Microsoft’s goal is straightforward: It wants Windows 10 to be a development target for Android and iOS developers, and it’s hoping that making it easier to port programs will encourage developers to support its own software. It’s also obviously hoping that consumers who might otherwise be turned off by the lack of applications will instead adopt Microsoft’s platform.
To demo the new Android apps porting feature, Microsoft showed off the Choice Hotels Android app on a Windows Phone. The end result wasn’t very smooth, since the app took a while to load, but it was still impressive.
For iOS, the new version of Visual Studio supports Xcode, the development environment in which iOS apps are programmed. You can import the code, debug it, and compile a native revision that runs in Windows 10 environments. Microsoft revealed that it’s worked with a big developer, King, to fine-tune the feature — the company brought Candy Crush Saga to Windows Phone earlier this year. The porting process isn’t entirely seamless — apps that depend on platform-specific dependencies, like a navigation app that taps into Apple’s Maps, will need to find Windows equivalents — but significantly cuts down on the effort and time required.

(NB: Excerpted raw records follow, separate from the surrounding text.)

// Token cache directory manager
// Opens, enumerates, clears and deletes named caches under one root

use anyhow::Context;
use regex::Regex;
use std::path::{Path, PathBuf};
use std::sync::Arc;
use tokio_util::sync::CancellationToken;

use super::fs::{CacheFs, DirTimes, StdFs};
use super::provider::{
    CacheOpenOptions, CacheProviderError, CacheProviderErrorKind, CacheTokenRequest,
    TokenCacheHandle, TokenCacheProvider,
};
use super::types::{
    validate_cache_name, CacheAccount, CacheDirectoryInfo, CacheProtection, CacheTarget,
    CacheTokenResponse, CONSUMERS_ENDPOINT_MARKER, DEFAULT_AUTHORITY_TENANT, DEFAULT_CLIENT_ID,
    MAX_CACHE_BYTES, MAX_CACHE_FILES, RESERVED_CACHE_NAME,
};
use crate::auth::{DeviceCodeCallback, TokenClaims, TokenResult};
use crate::error::{AuthError, Result};

/// Manages named token caches stored under a root directory
///
/// Caches are shared with other tools on the same machine, so nothing here
/// assumes exclusive ownership of a cache directory.
pub struct CacheManager {
    provider: Arc<dyn TokenCacheProvider>,
    fs: Arc<dyn CacheFs>,
    root: PathBuf,
}

impl CacheManager {
    pub fn new(provider: Arc<dyn TokenCacheProvider>, root: impl Into<PathBuf>) -> Self {
        Self {
            provider,
            fs: Arc::new(StdFs),
            root: root.into(),
        }
    }

    pub fn with_fs(mut self, fs: Arc<dyn CacheFs>) -> Self {
        self.fs = fs;
        self
    }

    pub fn root(&self) -> &Path {
        &self.root
    }

    pub fn cache_dir(&self, name: &str) -> PathBuf {
        self.root.join(name)
    }

    /// Open a named cache, creating its storage when it does not exist yet
    pub async fn create_or_open(
        &self,
        name: &str,
        client_id: Option<&str>,
        tenant_id: Option<&str>,
        protection: CacheProtection,
    ) -> Result<Box<dyn TokenCacheHandle>> {
        validate_cache_name(name)?;

        if name.eq_ignore_ascii_case(RESERVED_CACHE_NAME) {
            tracing::warn!(
                "The token cache name '{}' is also used by the identity library's own cache and may collide with it",
                name
            );
        }
        if protection == CacheProtection::Unprotected {
            tracing::warn!(
                "Token cache '{}' is stored unprotected; its tokens are readable as plain text under {}",
                name,
                self.cache_dir(name).display()
            );
        }

        self.open_raw(name, client_id, tenant_id, protection)
            .await
            .map_err(|e| map_provider_error(name, None, e))
    }

    async fn open_raw(
        &self,
        name: &str,
        client_id: Option<&str>,
        tenant_id: Option<&str>,
        protection: CacheProtection,
    ) -> std::result::Result<Box<dyn TokenCacheHandle>, CacheProviderError> {
        let options = CacheOpenOptions {
            name: name.to_string(),
            directory: self.cache_dir(name),
            client_id: client_id
                .filter(|id| !id.is_empty())
                .unwrap_or(DEFAULT_CLIENT_ID)
                .to_string(),
            authority_tenant: tenant_id
                .filter(|t| !t.is_empty())
                .unwrap_or(DEFAULT_AUTHORITY_TENANT)
                .to_string(),
            protection,
        };
        tracing::debug!(cache = name, ?protection, "Opening token cache");
        self.provider.open(&options).await
    }

    /// Open a cache whichever way it was stored
    async fn open_any(&self, name: &str) -> Result<Box<dyn TokenCacheHandle>> {
        match self
            .open_raw(name, None, None, CacheProtection::Protected)
            .await
        {
            Ok(handle) => Ok(handle),
            Err(e)
                if matches!(
                    e.kind,
                    CacheProviderErrorKind::UnprotectedCache | CacheProviderErrorKind::Unavailable
                ) =>
            {
                tracing::debug!(cache = name, "Protected open failed, retrying unprotected: {}", e);
                self.open_raw(name, None, None, CacheProtection::Unprotected)
                    .await
                    .map_err(|e| map_provider_error(name, None, e))
            }
            Err(e) => Err(map_provider_error(name, None, e)),
        }
    }

    /// Token for a known account without any interaction
    pub async fn acquire_silent(
        &self,
        target: &CacheTarget,
        username: &str,
        cancel: &CancellationToken,
    ) -> Result<TokenResult> {
        let handle = self.open_target(target).await?;
        let request = cache_request(target, Some(username));

        let response = handle
            .acquire_silent(&request, cancel)
            .await
            .map_err(|e| map_provider_error(&target.name, Some(username), e))?;

        tracing::info!(cache = %target.name, "Token acquired silently from token cache");
        Ok(token_result(response, target))
    }

    /// Browser login whose account is persisted into the cache
    pub async fn acquire_interactive(
        &self,
        target: &CacheTarget,
        cancel: &CancellationToken,
    ) -> Result<TokenResult> {
        let handle = self.open_target(target).await?;
        let response = handle
            .acquire_interactive(&cache_request(target, None), cancel)
            .await
            .map_err(|e| map_provider_error(&target.name, None, e))?;
        Ok(token_result(response, target))
    }

    /// Device code login whose account is persisted into the cache
    pub async fn acquire_device_code(
        &self,
        target: &CacheTarget,
        callback: DeviceCodeCallback,
        cancel: &CancellationToken,
    ) -> Result<TokenResult> {
        let handle = self.open_target(target).await?;
        let response = handle
            .acquire_device_code(&cache_request(target, None), callback, cancel)
            .await
            .map_err(|e| map_provider_error(&target.name, None, e))?;
        Ok(token_result(response, target))
    }

    /// Save a token acquired by another method into the cache
    ///
    /// Later silent requests for the token's identity can then be served from it.
    pub async fn store(&self, target: &CacheTarget, result: &TokenResult) -> Result<()> {
        let username = result.identity().ok_or_else(|| {
            AuthError::ConfigError(format!(
                "The token carries no account name and cannot be saved to token cache '{}'",
                target.name
            ))
        })?;

        let handle = self.open_target(target).await?;
        // Keyed by what was requested, since `scp` holds short scope names
        let response = CacheTokenResponse {
            access_token: result.token().to_string(),
            scopes: target.scopes.clone(),
            expires_on: result.expires_on(),
            account: CacheAccount {
                username: Some(username.to_string()),
                home_object_id: result.claims().first("oid").map(str::to_string),
                tenant_id: result.tenant_id().map(str::to_string),
            },
            tenant_id: target
                .tenant_id
                .clone()
                .or_else(|| result.tenant_id().map(str::to_string)),
        };

        handle
            .store(&response)
            .await
            .map_err(|e| map_provider_error(&target.name, Some(username), e))?;

        tracing::info!(cache = %target.name, account = username, "Saved token to token cache");
        Ok(())
    }

    async fn open_target(&self, target: &CacheTarget) -> Result<Box<dyn TokenCacheHandle>> {
        self.create_or_open(
            &target.name,
            target.client_id.as_deref(),
            target.tenant_id.as_deref(),
            target.protection,
        )
        .await
    }

    /// Cache directories under the root, sorted by name
    ///
    /// `filter` is a glob supporting `*` and `?`. Account details are read only
    /// when asked for, since opening a protected cache can prompt the user.
    pub async fn list(
        &self,
        filter: Option<&str>,
        include_details: bool,
    ) -> Result<Vec<CacheDirectoryInfo>> {
        if !self.fs.dir_exists(&self.root) {
            tracing::debug!("Cache root {} does not exist", self.root.display());
            return Ok(Vec::new());
        }

        let matcher = filter.map(glob_matcher).transpose()?;
        let dirs = self.fs.list_dirs(&self.root).with_context(|| {
            format!("Failed to list cache directories in {}", self.root.display())
        })?;

        if include_details {
            tracing::warn!(
                "Reading account details opens each cache and may trigger platform permission prompts"
            );
        }

        let mut caches = Vec::new();
        for path in dirs {
            let Some(name) = path.file_name().and_then(|n| n.to_str()).map(str::to_string) else {
                continue;
            };
            if matcher.as_ref().is_some_and(|m| !m.is_match(&name)) {
                continue;
            }

            let times = self.fs.dir_times(&path).unwrap_or_else(|e| {
                tracing::warn!("Could not read timestamps of {}: {}", path.display(), e);
                DirTimes::default()
            });

            let mut info = CacheDirectoryInfo {
                name,
                path,
                created_at: times.created,
                modified_at: times.modified,
                account_count: None,
                account_names: None,
                details_checked: false,
            };

            if include_details {
                match self.account_names(&info.name).await {
                    Ok(names) => {
                        info.account_count = Some(names.len());
                        info.account_names = Some(names);
                        info.details_checked = true;
                    }
                    Err(e) => {
                        tracing::warn!("Could not read accounts of token cache '{}': {}", info.name, e)
                    }
                }
            }

            caches.push(info);
        }

        caches.sort_by(|a, b| a.name.cmp(&b.name));
        Ok(caches)
    }

    async fn account_names(&self, name: &str) -> Result<Vec<String>> {
        let handle = self.open_any(name).await?;
        let accounts = handle
            .accounts()
            .await
            .map_err(|e| map_provider_error(name, None, e))?;
        Ok(accounts
            .iter()
            .filter_map(|a| a.display_name().map(str::to_string))
            .collect())
    }

    /// Remove every account from a cache and detach its persistence
    ///
    /// Returns the number of accounts removed. Files may remain on disk.
    pub async fn clear(&self, name: &str) -> Result<usize> {
        validate_cache_name(name)?;

        let handle = self.open_any(name).await?;
        let accounts = handle
            .accounts()
            .await
            .map_err(|e| map_provider_error(name, None, e))?;

        for account in &accounts {
            handle
                .remove_account(account)
                .await
                .map_err(|e| map_provider_error(name, None, e))?;
            tracing::debug!(
                cache = name,
                account = account.display_name().unwrap_or("<unknown>"),
                "Removed account from token cache"
            );
        }

        handle
            .unregister()
            .await
            .map_err(|e| map_provider_error(name, None, e))?;

        tracing::info!("Cleared {} account(s) from token cache '{}'", accounts.len(), name);
        Ok(accounts.len())
    }

    /// Delete a cache directory from disk
    ///
    /// Every guard runs before anything is deleted. The name must be safe and
    /// the directory must exist and be measurably small enough to be a cache.
    pub async fn remove(&self, name: &str) -> Result<()> {
        validate_cache_name(name)?;

        let path = self.cache_dir(name);
        if !self.fs.dir_exists(&path) {
            return Err(AuthError::CacheNotFound(path));
        }

        let usage = self
            .fs
            .measure(&path)
            .map_err(|e| AuthError::CacheUnmeasurable {
                path: path.clone(),
                reason: e.to_string(),
            })?;
        if usage.total_bytes > MAX_CACHE_BYTES {
            return Err(AuthError::CacheTooLarge {
                path,
                bytes: usage.total_bytes,
            });
        }
        if usage.file_count > MAX_CACHE_FILES {
            return Err(AuthError::CacheTooManyFiles {
                path,
                count: usage.file_count,
            });
        }

        // A corrupted cache must still be deletable
        if let Err(e) = self.clear(name).await {
            tracing::warn!(
                "Could not clear token cache '{}' before deleting it: {}",
                name,
                e
            );
        }

        self.fs
            .remove_dir_all(&path)
            .map_err(|e| AuthError::CacheInUse {
                path: path.clone(),
                reason: e.to_string(),
            })?;

        tracing::info!("Removed token cache directory {}", path.display());
        Ok(())
    }
}

fn cache_request(target: &CacheTarget, username: Option<&str>) -> CacheTokenRequest {
    CacheTokenRequest {
        scopes: target.scopes.clone(),
        claims: target.claims.clone(),
        tenant_id: target.tenant_id.clone(),
        username: username.map(str::to_string),
    }
}

fn token_result(response: CacheTokenResponse, target: &CacheTarget) -> TokenResult {
    let claims = TokenClaims::extract(&response.access_token).claims;
    let identity = response.account.display_name().map(str::to_string);
    let tenant_id = response
        .tenant_id
        .clone()
        .or_else(|| response.account.tenant_id.clone())
        .or_else(|| target.tenant_id.clone());
    let scopes = if response.scopes.is_empty() {
        target.scopes.clone()
    } else {
        response.scopes
    };

    TokenResult::new(
        response.access_token,
        scopes,
        response.expires_on,
        identity,
        tenant_id,
        claims,
    )
}

fn map_provider_error(cache: &str, username: Option<&str>, err: CacheProviderError) -> AuthError {
    if err.message.contains(CONSUMERS_ENDPOINT_MARKER) {
        return AuthError::PersonalAccountNeedsTenant;
    }

    match err.kind {
        CacheProviderErrorKind::NoMatchingAccount => AuthError::SilentLoginRequired {
            cache: cache.to_string(),
            username: username.unwrap_or_default().to_string(),
        },
        CacheProviderErrorKind::UnprotectedCache => {
            AuthError::UnprotectedCacheNotAllowed(cache.to_string())
        }
        CacheProviderErrorKind::Cancelled => AuthError::Cancelled,
        CacheProviderErrorKind::Unavailable => AuthError::auth_failed(format!(
            "Token cache '{}' is not available: {}",
            cache, err.message
        )),
        CacheProviderErrorKind::Other => {
            AuthError::ProviderError(format!("Token cache '{}': {}", cache, err.message))
        }
    }
}

fn glob_matcher(pattern: &str) -> Result<Regex> {
    let translated = regex::escape(pattern)
        .replace(r"\*", ".*")
        .replace(r"\?", ".");
    Regex::new(&format!("(?i)^{}$", translated))
        .map_err(|e| AuthError::ConfigError(format!("Invalid cache filter '{}': {}", pattern, e)))
}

The broader theme of Microsoft’s work is to make Windows 10 the platform for developers. It will give them one app platform that spans phone, tablet, PC, hybrid, and console, and thanks to the free upgrade for Windows 7 and 8 users, it should be much less fragmented than Windows in the past. The company has the incredibly ambitious goal of having 1 billion users on the Windows 10 family within 2-3 years of launch.
The underlying strategy behind the four bridges is to allow developers to use the code they already have. Microsoft’s intent isn’t to make a BlackBerry 10-style capitulation, where the answer to the app gap is “just use Android apps instead.” Rather, the hope is that developers will still make Windows apps; they’ll just be Windows apps that happen to share a ton of code with iOS or Android apps.